Quote the entries below from the line with "updated.email = request.email;" through the line with "let documents = proforma::Entity::find()", both ends included, and only those lines.
=== Section Start ===
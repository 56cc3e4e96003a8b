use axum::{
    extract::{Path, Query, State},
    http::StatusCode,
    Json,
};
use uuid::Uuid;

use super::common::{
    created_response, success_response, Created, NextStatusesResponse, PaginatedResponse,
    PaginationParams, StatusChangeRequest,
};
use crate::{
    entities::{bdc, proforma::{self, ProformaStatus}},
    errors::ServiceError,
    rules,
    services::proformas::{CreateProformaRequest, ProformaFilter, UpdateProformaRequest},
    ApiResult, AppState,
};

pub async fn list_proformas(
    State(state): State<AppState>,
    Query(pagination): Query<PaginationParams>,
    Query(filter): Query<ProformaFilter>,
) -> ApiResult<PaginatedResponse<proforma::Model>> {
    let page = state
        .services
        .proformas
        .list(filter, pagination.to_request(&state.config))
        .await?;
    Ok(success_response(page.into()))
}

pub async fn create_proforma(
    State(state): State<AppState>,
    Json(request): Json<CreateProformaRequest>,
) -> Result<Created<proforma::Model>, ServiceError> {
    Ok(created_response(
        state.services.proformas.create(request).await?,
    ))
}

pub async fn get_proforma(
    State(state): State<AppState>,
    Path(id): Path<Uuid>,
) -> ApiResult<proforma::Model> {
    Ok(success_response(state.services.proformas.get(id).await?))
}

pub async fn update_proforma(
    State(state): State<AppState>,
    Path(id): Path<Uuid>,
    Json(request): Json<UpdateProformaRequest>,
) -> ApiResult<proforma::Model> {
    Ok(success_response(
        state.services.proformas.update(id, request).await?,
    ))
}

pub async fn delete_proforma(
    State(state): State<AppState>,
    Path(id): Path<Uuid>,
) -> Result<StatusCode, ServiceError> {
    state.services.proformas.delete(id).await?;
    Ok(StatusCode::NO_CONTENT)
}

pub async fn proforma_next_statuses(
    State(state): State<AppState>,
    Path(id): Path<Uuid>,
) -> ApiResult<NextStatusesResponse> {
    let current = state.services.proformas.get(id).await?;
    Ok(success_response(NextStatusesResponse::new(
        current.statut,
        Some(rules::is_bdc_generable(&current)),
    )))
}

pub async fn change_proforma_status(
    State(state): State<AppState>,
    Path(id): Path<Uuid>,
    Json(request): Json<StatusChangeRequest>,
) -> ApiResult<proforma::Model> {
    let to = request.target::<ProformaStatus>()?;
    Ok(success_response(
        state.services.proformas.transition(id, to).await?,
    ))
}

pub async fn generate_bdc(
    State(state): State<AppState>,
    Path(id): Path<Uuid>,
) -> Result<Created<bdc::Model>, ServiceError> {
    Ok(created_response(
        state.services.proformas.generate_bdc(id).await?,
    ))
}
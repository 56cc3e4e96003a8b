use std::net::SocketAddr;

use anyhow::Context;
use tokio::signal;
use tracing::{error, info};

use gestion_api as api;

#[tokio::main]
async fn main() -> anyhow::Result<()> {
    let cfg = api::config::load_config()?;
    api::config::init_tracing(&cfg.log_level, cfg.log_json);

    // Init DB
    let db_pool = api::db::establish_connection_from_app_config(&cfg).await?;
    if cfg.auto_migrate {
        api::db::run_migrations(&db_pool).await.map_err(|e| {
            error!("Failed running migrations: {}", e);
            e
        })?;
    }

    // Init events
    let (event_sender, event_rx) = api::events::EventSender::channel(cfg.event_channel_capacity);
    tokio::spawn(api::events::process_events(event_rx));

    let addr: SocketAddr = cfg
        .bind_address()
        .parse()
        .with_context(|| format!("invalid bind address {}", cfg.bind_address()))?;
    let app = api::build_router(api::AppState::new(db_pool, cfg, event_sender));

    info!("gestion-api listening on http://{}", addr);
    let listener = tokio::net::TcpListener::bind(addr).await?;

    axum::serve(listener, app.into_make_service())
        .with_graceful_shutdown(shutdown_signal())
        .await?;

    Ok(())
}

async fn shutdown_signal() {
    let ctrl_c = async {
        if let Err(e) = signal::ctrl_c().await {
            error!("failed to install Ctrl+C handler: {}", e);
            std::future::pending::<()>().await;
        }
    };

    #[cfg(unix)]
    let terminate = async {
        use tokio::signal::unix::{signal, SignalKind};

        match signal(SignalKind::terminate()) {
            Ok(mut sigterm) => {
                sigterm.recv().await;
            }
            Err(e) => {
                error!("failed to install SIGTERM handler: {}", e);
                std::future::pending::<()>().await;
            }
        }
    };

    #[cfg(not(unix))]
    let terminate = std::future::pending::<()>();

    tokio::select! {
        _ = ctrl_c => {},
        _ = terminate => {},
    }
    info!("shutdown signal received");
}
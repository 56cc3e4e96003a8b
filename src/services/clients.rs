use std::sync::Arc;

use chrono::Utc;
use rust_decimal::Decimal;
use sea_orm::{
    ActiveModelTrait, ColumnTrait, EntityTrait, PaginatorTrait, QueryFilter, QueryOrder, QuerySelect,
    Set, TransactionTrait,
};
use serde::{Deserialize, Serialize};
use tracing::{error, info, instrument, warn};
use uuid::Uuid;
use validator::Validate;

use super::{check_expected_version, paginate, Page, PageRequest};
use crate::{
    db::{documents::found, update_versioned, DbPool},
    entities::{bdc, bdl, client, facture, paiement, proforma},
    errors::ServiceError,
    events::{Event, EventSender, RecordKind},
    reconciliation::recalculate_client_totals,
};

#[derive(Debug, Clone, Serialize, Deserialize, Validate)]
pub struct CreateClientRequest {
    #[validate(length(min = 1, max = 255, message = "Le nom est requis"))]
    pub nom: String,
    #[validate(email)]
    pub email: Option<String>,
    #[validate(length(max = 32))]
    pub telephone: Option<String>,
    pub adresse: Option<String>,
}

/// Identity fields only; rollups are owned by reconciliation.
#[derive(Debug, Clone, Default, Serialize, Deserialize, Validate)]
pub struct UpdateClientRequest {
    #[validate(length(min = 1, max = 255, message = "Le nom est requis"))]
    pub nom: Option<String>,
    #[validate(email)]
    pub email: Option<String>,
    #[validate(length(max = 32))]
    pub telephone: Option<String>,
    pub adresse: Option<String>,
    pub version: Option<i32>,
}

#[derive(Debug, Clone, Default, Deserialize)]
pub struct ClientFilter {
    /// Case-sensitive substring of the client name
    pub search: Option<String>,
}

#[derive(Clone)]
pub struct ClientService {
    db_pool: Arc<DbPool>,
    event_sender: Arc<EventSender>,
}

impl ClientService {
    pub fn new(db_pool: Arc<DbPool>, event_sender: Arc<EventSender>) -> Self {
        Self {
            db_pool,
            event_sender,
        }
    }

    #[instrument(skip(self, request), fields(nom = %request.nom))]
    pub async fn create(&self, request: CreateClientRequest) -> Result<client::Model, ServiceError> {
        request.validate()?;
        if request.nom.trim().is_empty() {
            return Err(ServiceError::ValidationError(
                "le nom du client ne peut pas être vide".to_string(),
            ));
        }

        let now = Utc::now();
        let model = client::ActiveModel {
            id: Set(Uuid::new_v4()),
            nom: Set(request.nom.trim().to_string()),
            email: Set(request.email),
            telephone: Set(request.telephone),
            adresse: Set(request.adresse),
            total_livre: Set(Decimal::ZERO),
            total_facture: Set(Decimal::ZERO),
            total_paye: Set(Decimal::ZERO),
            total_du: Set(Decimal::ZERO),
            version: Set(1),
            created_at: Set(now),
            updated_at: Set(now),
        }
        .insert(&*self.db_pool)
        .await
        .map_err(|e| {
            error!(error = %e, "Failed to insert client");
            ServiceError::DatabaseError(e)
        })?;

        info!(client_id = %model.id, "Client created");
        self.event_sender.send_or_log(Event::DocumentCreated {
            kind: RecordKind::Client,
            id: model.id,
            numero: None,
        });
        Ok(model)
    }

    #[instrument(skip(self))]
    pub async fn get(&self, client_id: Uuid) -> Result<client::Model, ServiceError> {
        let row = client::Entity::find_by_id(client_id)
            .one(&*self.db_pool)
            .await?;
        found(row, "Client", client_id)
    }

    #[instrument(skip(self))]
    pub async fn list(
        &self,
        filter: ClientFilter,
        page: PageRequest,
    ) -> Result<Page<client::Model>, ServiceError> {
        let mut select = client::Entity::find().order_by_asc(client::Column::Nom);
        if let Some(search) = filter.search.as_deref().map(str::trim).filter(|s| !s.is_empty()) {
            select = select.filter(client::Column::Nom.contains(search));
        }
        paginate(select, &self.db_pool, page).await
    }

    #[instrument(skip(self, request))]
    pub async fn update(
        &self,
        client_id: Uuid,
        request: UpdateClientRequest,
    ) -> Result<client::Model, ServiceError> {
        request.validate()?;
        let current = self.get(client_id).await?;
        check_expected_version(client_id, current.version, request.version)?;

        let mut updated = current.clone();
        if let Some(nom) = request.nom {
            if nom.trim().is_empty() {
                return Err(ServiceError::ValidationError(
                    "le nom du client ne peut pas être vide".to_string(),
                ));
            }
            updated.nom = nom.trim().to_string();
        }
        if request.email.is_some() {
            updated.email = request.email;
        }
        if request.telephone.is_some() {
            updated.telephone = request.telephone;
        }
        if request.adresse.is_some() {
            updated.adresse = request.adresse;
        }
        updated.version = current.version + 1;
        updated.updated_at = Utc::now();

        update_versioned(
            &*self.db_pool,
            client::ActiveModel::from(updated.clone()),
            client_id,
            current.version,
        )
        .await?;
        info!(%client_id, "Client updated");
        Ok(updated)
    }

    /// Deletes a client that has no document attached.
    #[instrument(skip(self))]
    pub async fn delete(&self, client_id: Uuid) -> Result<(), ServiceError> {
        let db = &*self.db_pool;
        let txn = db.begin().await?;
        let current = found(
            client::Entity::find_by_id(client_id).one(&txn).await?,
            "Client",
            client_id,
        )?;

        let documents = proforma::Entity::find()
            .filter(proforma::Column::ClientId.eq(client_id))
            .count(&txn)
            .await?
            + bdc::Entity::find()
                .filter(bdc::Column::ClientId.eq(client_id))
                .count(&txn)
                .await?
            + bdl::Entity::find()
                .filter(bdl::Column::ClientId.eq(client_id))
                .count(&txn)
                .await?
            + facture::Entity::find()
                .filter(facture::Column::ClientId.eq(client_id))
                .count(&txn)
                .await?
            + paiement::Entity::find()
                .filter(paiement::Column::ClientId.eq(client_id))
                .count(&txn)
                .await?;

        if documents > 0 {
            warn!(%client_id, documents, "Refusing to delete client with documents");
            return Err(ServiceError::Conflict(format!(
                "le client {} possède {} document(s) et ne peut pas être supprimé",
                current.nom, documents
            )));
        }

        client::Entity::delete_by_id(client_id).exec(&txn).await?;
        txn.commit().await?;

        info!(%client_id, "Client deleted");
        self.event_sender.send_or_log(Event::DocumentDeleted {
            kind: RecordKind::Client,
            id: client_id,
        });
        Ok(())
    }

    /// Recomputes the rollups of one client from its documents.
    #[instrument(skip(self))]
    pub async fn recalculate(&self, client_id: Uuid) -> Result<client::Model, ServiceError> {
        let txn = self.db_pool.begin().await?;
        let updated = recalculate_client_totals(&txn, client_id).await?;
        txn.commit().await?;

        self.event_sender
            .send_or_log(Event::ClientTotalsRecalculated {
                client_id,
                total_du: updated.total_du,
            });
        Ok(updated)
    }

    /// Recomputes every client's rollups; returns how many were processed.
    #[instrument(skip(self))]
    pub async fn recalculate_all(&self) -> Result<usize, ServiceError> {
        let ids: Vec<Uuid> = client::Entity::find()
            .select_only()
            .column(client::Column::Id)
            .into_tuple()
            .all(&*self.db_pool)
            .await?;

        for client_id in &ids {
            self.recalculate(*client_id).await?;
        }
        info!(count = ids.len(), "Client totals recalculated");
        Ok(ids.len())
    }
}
=== Section End ===
__WRITTEN ANSWER__
            updated.email = request.email;
        }
        if request.telephone.is_some() {
            updated.telephone = request.telephone;
        }
        if request.adresse.is_some() {
            updated.adresse = request.adresse;
        }
        updated.version = current.version + 1;
        updated.updated_at = Utc::now();

        update_versioned(
            &*self.db_pool,
            client::ActiveModel::from(updated.clone()),
            client_id,
            current.version,
        )
        .await?;
        info!(%client_id, "Client updated");
        Ok(updated)
    }

    /// Deletes a client that has no document attached.
    #[instrument(skip(self))]
    pub async fn delete(&self, client_id: Uuid) -> Result<(), ServiceError> {
        let db = &*self.db_pool;
        let txn = db.begin().await?;
        let current = found(
            client::Entity::find_by_id(client_id).one(&txn).await?,
            "Client",
            client_id,
        )?;

        let documents = proforma::Entity::find()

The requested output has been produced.